Could you please create this as a PR on github as well? This ensures that all the Travis tests are run for your patch.

Regards

Rüdiger
Re: Providing near-time averaged monitoring data for mod_systemd and mod_status [ In reply to ]
Am 27.04.2020 um 08:57 schrieb Ruediger Pluem:
>
>
> On 4/25/20 8:10 PM, Rainer Jung wrote:
>> Patch available at
>>
>> home.apache.org/~rjung/patches/httpd-trunk-mon-snaps-v1_2.patch
>
> Thanks for this.
> Could you please create this as a PR on github as well? This ensures that all the Travis tests are run for your patch.
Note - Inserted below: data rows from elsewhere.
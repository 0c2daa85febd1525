//! Administrative handlers: freezing, feature activations, deactivations
//! and alerts.

use crate::activation::{
    activation_sender_authorized, alert_sender_authorized, Alert,
};
use crate::context::{CoreContext, CoreResult};
use crate::interpreter::{Outcome, ValidOutcome};
use crate::parser::MetaTx;
use crate::reason::Reject;
use crate::types::{Address, BlockHeight, PropertyId};

impl CoreContext {
    // =========================================================================
    // FREEZING
    // =========================================================================

    pub(crate) fn exec_enable_freezing(
        &mut self,
        tx: &MetaTx,
        property: PropertyId,
    ) -> CoreResult<Outcome> {
        let entry = match self.dbs.registry.get(property)? {
            Some(entry) => entry,
            None => return Ok(Err(Reject::PropertyNotFound)),
        };
        if !entry.manual {
            return Ok(Err(Reject::PropertyNotManual));
        }
        if entry.manager_at(tx.block) != &tx.sender {
            return Ok(Err(Reject::PropertyNotIssuer));
        }
        if self.state.freeze.has_enabled_entry(property) {
            return Ok(Err(Reject::FreezingAlreadyEnabled));
        }

        self.state.freeze.enable(property, tx.block);
        tracing::info!(txid = %tx.txid, property, block = tx.block, "freezing enabled");
        Ok(Ok(ValidOutcome::default()))
    }

    pub(crate) fn exec_disable_freezing(
        &mut self,
        tx: &MetaTx,
        property: PropertyId,
    ) -> CoreResult<Outcome> {
        let entry = match self.dbs.registry.get(property)? {
            Some(entry) => entry,
            None => return Ok(Err(Reject::PropertyNotFound)),
        };
        if entry.manager_at(tx.block) != &tx.sender {
            return Ok(Err(Reject::PropertyNotIssuer));
        }
        if !self.state.freeze.has_enabled_entry(property) {
            return Ok(Err(Reject::FreezingNotEnabled));
        }

        self.state.freeze.disable(property);
        tracing::info!(txid = %tx.txid, property, "freezing disabled");
        Ok(Ok(ValidOutcome::default()))
    }

    pub(crate) fn exec_freeze(
        &mut self,
        tx: &MetaTx,
        property: PropertyId,
        target: &Address,
    ) -> CoreResult<Outcome> {
        let entry = match self.dbs.registry.get(property)? {
            Some(entry) => entry,
            None => return Ok(Err(Reject::PropertyNotFound)),
        };
        if entry.manager_at(tx.block) != &tx.sender {
            return Ok(Err(Reject::PropertyNotIssuer));
        }
        if !self.state.freeze.is_enabled(property, tx.block) {
            return Ok(Err(Reject::FreezingNotEnabled));
        }
        if self.state.freeze.is_frozen(property, target) {
            return Ok(Err(Reject::FreezingAddressFrozen));
        }

        self.state.freeze.freeze(property, target.clone());
        tracing::info!(txid = %tx.txid, property, target = %target, "address frozen");
        Ok(Ok(ValidOutcome::default()))
    }

    pub(crate) fn exec_unfreeze(
        &mut self,
        tx: &MetaTx,
        property: PropertyId,
        target: &Address,
    ) -> CoreResult<Outcome> {
        let entry = match self.dbs.registry.get(property)? {
            Some(entry) => entry,
            None => return Ok(Err(Reject::PropertyNotFound)),
        };
        if entry.manager_at(tx.block) != &tx.sender {
            return Ok(Err(Reject::PropertyNotIssuer));
        }
        if !self.state.freeze.is_frozen(property, target) {
            return Ok(Err(Reject::FreezingAddressNotFrozen));
        }

        self.state.freeze.unfreeze(property, target);
        tracing::info!(txid = %tx.txid, property, target = %target, "address unfrozen");
        Ok(Ok(ValidOutcome::default()))
    }

    // =========================================================================
    // ACTIVATIONS AND ALERTS
    // =========================================================================

    fn activation_authorized(&self, sender: &Address) -> bool {
        activation_sender_authorized(
            &self.params,
            sender,
            &self.options.activation_allow_senders,
            &self.options.activation_ignore_senders,
        )
    }

    pub(crate) fn exec_activation(
        &mut self,
        tx: &MetaTx,
        feature_id: u16,
        live_block: BlockHeight,
        min_client_version: u32,
    ) -> CoreResult<Outcome> {
        if !self.activation_authorized(&tx.sender) {
            return Ok(Err(Reject::UnauthorizedSender));
        }
        if !self
            .state
            .activations
            .schedule(feature_id, live_block, min_client_version, tx.block)
        {
            return Ok(Err(Reject::ActivationInvalid));
        }
        Ok(Ok(ValidOutcome::default()))
    }

    pub(crate) fn exec_deactivation(
        &mut self,
        tx: &MetaTx,
        feature_id: u16,
    ) -> CoreResult<Outcome> {
        if !self.activation_authorized(&tx.sender) {
            return Ok(Err(Reject::UnauthorizedSender));
        }
        if !self.state.activations.deactivate(feature_id) {
            return Ok(Err(Reject::ActivationInvalid));
        }
        Ok(Ok(ValidOutcome::default()))
    }

    pub(crate) fn exec_alert(
        &mut self,
        tx: &MetaTx,
        alert_type: u16,
        expiry: u32,
        message: String,
    ) -> CoreResult<Outcome> {
        if !alert_sender_authorized(&self.params, &tx.sender) {
            return Ok(Err(Reject::UnauthorizedSender));
        }
        if message.is_empty() {
            return Ok(Err(Reject::AlertInvalid));
        }
        self.state.activations.add_alert(Alert {
            alert_type,
            expiry,
            message,
        });
        Ok(Ok(ValidOutcome::default()))
    }
}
Thanks Rüdiger. Done and indeed Travis found one not that I fixed but we
need to discuss.

I changed the data type of the idle and busy fields in the sload struct
from int to float, because they were used as floats. But that broke
mod_headers which uses the data and will break other consumers as well.

For compatibility reasons, we could keep the int type though.

Regards,

Rainer
Re: Providing near-time averaged monitoring data for mod_systemd and mod_status [ In reply to ]
On Sat, Apr 25, 2020 at 08:10:40PM +0200, Rainer Jung wrote:
> Patch available at
>
> home.apache.org/~rjung/patches/httpd-trunk-mon-snaps-v1_2.patch

Very nice! +1 from me.

Does the times_per_thread logic still make any sense? It's always been
wrong for Linux AFAICT so maybe can just be dropped.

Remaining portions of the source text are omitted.